Wednesday, September 30, 2009

One of Many Tales

There were many memorable days during the making of "Ranchero." I'll share one of my favorites.

It was about mid-way through our 18 day production schedule. Yes, the schedule was tight. We were shooting at our main apartment location. It was our one day with Danny Trejo. We knew we had a lot to shoot. We knew we were going to work Danny hard. We knew we couldn't afford any screw ups.

Director Rich and DP Mike were well prepared. We hit the ground running and got wonderful footage from the jump. Danny was the consummate professional and everything was moving along smoothly. Then it began; at first just an occasional screech, then building to a constant, ear assaulting, clamour. Little did I know that Jimi Hendrix lived in the apartment, and this was his practice day.
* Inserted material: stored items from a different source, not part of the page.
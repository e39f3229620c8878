#![warn(clippy::all, rust_2018_idioms)]

pub mod app;
pub mod grid;
pub mod marker;
pub mod overlay;
pub mod problem;
pub mod session;

pub use app::QuizApp;
pub use overlay::Verdict;
pub use problem::Problem;
pub use session::Session;
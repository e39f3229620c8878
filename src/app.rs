use eframe::egui::{self, Button, RichText, Sense, Vec2};
use rand::SeedableRng;
use rand::rngs::StdRng;

use crate::grid;
use crate::marker::MarkerLoader;
use crate::overlay::{self, Verdict};
use crate::session::Session;

/// The main application: owns the session, the random source and the
/// marker loader, and wires the buttons to the session operations.
pub struct QuizApp {
    session: Session,
    rng: StdRng,
    marker: MarkerLoader,
}

impl QuizApp {
    /// Called once before the first frame.
    pub fn new(cc: &eframe::CreationContext<'_>) -> Self {
        let mut rng = StdRng::from_os_rng();
        let mut session = Session::new();
        session.new_problem(&mut rng);

        Self {
            session,
            rng,
            marker: MarkerLoader::fetch(cc.egui_ctx.clone()),
        }
    }
}

impl eframe::App for QuizApp {
    fn update(&mut self, ctx: &egui::Context, _frame: &mut eframe::Frame) {
        egui::CentralPanel::default().show(ctx, |ui| {
            ui.vertical_centered(|ui| {
                ui.heading("Is the point on the line?");
                ui.add_space(4.0);

                let Some(problem) = self.session.current().copied() else {
                    return;
                };

                ui.label(
                    RichText::new(format!("Y = {}X + {}", problem.slope, problem.intercept))
                        .size(20.0),
                );
                ui.label(RichText::new(format!("({}, {})", problem.x, problem.y)).size(20.0));
                ui.add_space(4.0);

                let (response, painter) =
                    ui.allocate_painter(Vec2::splat(grid::CANVAS_SIZE), Sense::hover());
                // Steep lines leave the visible range; clip like a canvas would.
                let painter = painter.with_clip_rect(response.rect);
                grid::draw_grid(&painter, response.rect);

                if self.session.is_revealed() {
                    let texture = self.marker.texture(ctx);
                    overlay::draw_overlay(&painter, response.rect, &problem, texture);
                    let verdict = Verdict::for_problem(&problem);
                    ui.label(
                        RichText::new(verdict.message())
                            .color(verdict.color())
                            .size(18.0),
                    );
                } else {
                    // Keep the row present so revealing doesn't shift the layout.
                    ui.label(RichText::new("").size(18.0));
                }

                ui.add_space(4.0);
                ui.horizontal(|ui| {
                    let at_start = self.session.current_index() == 0;
                    if ui.add_enabled(!at_start, Button::new("⬅")).clicked() {
                        self.session.previous();
                    }
                    let can_reveal = !self.session.is_revealed() && !self.session.is_empty();
                    if ui
                        .add_enabled(can_reveal, Button::new("Show Answer"))
                        .clicked()
                    {
                        self.session.reveal();
                    }
                    if ui.button("➡").clicked() {
                        self.session.next(&mut self.rng);
                    }
                    ui.label(format!(
                        "{} / {}",
                        self.session.current_index() + 1,
                        self.session.len()
                    ));
                });
            });
        });
    }
}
When working on location, there are always obstacles to deal with. We had, of course, spoken to all the neighbors and gotten their blessings for our shoot. However, there is always one who either wasn't home, forgot about us, or was just yanking our chain. After "assurance" from our sound mixer that the audio was unusable, I set off on the unenviable task of asking our friendly neighborhood ax-man to cease and desist. I couldn't tell him too, this was his home, not mine.

As Rich and I ambled toward the offending apartment, a voice behind us steeled our nerve; "I'll talk to him." We turned to see the most recognizable bad-ass in the business striding up to cover our backs. As Danny stepped between us and led the way to the neighbor's door, my confidence built that all was not lost.

There is no real way to describe our guitar player's look when he came to the door and found "Machete" standing there. Danny, in his most polite tone, explained our dilemma and asked for the neighbor's cooperation. And surprise, surprise, we got it. The shoot continued without a hitch, and a happy neighbor got an autograph. Ain't star power great!


Wednesday, September 9, 2009

35 or Bust

I'd love to say that my mind set on "Ranchero" was 35mm or bust, but I'd be stretching the truth a little. The fact is that the project evolved from HD to super 16 to 35.

When the project had no money, Rich and I and Director of Photography Mike Bratowski did tests with several "pro-sumer" cameras. We weren't unhappy with the results. Though our range in color correction was definitely limited, Rich and Mike were pleasantly surprised with the picture quality. However, when a little financing entered the picture, we all scrambled to shoot on film. We briefly considered super 16 until an amazing deal for a 35mm camera presented itself. It was an opportunity we couldn't resist.

To me, at the time, making a movie was shooting 35mm. When there was talk of the project, I anxiously awaited the inevitable question, "What are you shooting on?" When I quickly spouted back, "35," there was always two distinct responses. One was, "cool" accompanied by a simple nod of respect. These guys are serious was the subtext. They're making a "real" movie. The other response was quite different. "Why?" they'd ask with surprise. "It's much cheaper to shoot HD." True. And there were other valid points to their argument. But purists still run the industry. And the last thing that I wanted to hear about our movie was, "It's good, but... it's a video."

Of course, things have changed since we began shooting. Technology is moving so rapidly, the entire industry is changing before the digital onslaught. But ultimately, I couldn't be happier with our choice. With Michael's amazing photography and the brilliant telecine work of Marc Wielage, "Ranchero's" look greatly exceeds it's budget.